**Stored items**
◇ ◇ ◇ ◇ ◇ ◇ ◇

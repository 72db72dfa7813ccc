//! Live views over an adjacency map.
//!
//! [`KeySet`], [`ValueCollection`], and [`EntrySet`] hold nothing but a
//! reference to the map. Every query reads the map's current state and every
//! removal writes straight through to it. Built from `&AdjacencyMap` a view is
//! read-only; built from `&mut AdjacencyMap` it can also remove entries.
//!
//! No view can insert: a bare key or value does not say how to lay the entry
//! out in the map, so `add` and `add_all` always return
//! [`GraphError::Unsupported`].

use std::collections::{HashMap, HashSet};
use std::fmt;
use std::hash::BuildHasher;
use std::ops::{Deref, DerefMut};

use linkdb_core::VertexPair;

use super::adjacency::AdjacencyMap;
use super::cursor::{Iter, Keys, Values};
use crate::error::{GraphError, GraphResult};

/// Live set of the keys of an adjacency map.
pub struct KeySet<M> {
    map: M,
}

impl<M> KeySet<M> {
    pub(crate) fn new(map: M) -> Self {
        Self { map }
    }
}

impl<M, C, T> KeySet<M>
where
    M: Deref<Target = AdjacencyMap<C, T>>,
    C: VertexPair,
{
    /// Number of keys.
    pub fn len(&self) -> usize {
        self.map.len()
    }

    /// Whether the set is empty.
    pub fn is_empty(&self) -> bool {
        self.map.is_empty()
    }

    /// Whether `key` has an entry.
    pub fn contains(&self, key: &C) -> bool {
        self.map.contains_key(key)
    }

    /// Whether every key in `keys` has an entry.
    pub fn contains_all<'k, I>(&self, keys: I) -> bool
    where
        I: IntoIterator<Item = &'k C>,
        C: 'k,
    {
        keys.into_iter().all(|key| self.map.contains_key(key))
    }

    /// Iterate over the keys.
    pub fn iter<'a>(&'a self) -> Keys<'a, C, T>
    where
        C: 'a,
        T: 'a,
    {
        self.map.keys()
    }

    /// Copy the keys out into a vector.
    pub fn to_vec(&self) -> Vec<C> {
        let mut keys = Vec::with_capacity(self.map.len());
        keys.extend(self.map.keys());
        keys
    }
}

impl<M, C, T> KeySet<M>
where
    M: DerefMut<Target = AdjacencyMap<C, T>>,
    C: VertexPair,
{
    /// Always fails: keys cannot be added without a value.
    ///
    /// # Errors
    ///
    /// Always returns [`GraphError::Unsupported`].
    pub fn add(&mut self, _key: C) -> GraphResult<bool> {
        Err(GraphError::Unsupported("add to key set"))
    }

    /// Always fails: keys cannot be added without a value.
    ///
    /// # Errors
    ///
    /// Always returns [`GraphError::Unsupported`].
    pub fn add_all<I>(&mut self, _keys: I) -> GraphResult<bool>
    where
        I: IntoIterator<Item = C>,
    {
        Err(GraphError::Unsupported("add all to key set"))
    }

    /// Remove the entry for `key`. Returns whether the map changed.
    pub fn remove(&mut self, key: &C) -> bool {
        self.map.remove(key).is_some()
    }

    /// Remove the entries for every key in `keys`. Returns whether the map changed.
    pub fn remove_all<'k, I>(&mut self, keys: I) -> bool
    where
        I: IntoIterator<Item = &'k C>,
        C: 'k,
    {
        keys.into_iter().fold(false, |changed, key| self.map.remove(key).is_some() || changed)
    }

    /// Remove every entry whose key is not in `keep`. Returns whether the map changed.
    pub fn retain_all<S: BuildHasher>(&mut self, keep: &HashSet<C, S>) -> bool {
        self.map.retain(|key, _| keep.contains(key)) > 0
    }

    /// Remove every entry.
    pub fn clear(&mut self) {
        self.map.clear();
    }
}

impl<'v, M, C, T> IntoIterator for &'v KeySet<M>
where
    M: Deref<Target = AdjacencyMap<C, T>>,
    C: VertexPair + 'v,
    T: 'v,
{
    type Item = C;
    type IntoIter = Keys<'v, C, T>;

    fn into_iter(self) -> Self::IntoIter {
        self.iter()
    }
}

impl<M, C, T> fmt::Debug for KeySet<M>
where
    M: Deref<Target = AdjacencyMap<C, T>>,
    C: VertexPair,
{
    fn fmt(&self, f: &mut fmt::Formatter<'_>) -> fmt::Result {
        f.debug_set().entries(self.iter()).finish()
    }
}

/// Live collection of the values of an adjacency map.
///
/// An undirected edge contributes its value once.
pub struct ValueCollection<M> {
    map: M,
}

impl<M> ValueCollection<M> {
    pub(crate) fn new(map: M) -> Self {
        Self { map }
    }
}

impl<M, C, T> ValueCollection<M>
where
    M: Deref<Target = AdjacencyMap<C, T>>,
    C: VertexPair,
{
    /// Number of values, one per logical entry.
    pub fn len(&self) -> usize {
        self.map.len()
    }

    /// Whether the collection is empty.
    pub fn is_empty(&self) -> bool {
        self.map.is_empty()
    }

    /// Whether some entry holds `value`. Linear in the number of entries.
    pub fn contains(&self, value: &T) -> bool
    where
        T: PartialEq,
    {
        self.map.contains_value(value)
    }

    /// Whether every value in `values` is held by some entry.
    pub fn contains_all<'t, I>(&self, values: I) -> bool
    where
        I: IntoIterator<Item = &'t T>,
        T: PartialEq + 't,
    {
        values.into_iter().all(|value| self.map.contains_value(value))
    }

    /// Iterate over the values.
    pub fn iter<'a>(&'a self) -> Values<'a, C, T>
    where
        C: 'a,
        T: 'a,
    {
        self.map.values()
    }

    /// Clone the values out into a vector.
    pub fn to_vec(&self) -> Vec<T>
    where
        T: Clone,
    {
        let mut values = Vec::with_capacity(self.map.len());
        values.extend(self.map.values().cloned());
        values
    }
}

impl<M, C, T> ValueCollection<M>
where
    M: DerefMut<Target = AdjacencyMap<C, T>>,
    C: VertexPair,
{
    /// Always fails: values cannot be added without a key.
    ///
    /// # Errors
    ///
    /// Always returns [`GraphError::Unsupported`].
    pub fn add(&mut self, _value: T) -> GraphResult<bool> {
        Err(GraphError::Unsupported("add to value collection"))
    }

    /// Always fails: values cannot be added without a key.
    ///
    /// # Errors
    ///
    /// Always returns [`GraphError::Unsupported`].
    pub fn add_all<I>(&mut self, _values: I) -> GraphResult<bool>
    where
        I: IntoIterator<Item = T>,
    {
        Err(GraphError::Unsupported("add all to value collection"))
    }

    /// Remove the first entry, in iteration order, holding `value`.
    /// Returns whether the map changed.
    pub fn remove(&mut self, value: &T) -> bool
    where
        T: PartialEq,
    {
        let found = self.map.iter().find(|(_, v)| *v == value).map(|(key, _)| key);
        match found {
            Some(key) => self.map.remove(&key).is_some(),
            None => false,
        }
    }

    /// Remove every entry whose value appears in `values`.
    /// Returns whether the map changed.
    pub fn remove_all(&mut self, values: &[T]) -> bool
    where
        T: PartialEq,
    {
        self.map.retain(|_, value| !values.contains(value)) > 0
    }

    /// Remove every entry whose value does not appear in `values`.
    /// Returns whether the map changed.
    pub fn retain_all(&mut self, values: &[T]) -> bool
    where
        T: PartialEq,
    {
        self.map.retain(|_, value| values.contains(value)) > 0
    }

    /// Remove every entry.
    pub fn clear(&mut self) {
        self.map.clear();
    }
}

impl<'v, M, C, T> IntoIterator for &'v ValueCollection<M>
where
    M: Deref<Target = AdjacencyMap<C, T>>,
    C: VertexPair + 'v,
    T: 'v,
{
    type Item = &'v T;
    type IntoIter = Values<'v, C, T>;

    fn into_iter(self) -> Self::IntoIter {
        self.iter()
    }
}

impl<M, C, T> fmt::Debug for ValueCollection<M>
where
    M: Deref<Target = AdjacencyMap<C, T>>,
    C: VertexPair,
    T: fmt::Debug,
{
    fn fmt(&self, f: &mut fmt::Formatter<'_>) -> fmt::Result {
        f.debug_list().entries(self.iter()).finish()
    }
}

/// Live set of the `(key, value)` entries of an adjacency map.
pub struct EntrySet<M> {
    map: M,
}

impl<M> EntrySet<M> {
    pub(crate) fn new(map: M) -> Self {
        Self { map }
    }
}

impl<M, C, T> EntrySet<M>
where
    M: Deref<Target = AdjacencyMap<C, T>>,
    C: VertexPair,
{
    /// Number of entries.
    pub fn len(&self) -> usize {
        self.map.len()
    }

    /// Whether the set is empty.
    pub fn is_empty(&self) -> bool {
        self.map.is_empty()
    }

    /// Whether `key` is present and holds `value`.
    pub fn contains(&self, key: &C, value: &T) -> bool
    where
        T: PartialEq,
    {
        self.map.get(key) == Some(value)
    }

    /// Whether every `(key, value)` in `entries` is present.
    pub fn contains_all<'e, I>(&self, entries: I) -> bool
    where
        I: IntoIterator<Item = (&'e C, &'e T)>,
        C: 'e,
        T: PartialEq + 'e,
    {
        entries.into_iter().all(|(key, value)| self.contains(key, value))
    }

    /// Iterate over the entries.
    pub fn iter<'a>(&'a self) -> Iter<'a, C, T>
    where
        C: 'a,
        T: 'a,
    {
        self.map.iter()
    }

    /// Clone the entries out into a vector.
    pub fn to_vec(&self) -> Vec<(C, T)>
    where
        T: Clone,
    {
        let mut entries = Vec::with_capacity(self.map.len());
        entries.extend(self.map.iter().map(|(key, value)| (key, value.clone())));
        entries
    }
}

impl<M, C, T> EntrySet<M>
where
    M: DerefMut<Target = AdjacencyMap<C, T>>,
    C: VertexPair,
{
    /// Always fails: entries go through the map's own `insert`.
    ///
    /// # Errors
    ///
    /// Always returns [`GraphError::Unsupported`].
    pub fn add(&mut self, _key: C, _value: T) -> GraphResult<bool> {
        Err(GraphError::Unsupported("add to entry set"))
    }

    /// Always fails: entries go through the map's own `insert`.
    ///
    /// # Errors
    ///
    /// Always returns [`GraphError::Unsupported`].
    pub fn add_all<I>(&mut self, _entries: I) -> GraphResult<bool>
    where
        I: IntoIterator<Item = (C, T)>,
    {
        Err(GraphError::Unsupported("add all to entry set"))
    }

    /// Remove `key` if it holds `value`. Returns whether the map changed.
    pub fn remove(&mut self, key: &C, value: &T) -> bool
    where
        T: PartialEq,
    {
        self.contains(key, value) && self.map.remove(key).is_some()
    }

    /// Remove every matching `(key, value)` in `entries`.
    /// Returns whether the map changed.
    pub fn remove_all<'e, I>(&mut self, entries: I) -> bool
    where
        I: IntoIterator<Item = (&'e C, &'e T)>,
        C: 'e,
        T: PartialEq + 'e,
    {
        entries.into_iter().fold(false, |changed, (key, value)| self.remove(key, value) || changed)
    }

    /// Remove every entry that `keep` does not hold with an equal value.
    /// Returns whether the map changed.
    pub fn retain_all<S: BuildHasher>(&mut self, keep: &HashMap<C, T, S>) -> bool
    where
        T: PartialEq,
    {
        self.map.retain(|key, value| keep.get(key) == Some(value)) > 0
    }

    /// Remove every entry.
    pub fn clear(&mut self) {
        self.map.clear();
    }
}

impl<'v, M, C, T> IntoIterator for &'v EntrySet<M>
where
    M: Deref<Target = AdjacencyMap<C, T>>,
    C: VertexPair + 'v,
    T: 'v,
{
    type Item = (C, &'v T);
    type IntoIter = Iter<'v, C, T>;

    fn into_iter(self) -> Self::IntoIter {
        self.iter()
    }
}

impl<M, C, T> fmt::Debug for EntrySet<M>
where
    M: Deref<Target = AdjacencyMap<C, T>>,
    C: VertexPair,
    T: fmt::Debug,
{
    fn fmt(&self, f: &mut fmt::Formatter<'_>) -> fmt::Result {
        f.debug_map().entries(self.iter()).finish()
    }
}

◇ ◇ ◇ ◇ ◇ ◇ ◇

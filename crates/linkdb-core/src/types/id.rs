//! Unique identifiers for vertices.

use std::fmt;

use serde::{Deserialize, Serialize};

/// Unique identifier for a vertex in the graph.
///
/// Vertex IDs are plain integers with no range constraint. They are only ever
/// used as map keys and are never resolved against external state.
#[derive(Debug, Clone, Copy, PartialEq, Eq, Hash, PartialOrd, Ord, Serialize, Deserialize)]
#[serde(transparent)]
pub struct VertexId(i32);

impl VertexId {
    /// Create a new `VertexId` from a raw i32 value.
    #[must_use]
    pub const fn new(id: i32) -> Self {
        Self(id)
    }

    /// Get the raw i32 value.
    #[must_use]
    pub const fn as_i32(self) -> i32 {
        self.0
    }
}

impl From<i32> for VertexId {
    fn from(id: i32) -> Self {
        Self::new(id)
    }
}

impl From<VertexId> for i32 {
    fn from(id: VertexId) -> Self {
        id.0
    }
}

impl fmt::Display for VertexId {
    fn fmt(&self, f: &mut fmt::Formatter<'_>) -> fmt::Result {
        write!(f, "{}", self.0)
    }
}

◇ ◇ ◇ ◇ ◇ ◇ ◇

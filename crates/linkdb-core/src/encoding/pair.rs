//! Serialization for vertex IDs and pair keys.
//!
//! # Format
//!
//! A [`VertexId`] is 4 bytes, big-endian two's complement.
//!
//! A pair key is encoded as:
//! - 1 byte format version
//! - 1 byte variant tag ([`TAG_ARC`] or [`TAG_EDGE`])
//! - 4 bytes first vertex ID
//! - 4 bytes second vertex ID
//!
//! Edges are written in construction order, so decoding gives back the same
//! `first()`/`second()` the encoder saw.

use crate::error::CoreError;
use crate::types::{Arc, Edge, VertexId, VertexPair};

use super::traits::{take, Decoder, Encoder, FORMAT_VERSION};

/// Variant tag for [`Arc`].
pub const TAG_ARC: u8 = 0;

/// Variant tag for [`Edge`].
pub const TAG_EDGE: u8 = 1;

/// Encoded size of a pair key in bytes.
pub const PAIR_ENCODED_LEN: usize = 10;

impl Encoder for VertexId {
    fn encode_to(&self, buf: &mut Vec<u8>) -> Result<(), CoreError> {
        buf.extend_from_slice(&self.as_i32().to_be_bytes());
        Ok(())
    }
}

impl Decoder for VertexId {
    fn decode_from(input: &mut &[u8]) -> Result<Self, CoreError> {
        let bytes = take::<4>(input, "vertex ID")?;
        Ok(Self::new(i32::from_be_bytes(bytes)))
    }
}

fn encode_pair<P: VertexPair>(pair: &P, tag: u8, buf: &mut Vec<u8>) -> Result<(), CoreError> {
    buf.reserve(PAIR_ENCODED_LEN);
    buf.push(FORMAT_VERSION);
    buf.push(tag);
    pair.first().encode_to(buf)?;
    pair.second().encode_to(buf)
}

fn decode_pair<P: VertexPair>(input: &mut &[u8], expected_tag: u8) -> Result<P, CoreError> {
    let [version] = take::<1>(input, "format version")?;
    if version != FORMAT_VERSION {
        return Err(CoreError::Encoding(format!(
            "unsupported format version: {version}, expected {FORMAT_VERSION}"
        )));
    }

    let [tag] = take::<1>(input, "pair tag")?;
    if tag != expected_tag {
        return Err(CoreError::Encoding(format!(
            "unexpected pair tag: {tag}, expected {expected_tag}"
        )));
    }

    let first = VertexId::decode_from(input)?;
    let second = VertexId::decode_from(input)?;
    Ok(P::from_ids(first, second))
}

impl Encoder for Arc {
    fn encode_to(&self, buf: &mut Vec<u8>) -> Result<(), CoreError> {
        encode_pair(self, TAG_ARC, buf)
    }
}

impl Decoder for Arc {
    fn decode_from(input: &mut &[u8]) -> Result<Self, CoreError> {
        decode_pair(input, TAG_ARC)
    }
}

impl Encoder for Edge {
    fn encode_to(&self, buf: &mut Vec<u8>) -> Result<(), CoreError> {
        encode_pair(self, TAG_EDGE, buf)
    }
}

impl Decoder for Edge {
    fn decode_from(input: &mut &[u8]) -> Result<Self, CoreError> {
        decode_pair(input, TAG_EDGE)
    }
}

◇ ◇ ◇ ◇ ◇ ◇ ◇

Using the entries above, return each line that includes the word "finish".

        f.debug_set().entries(self.iter()).finish()
        f.debug_list().entries(self.iter()).finish()
        f.debug_map().entries(self.iter()).finish()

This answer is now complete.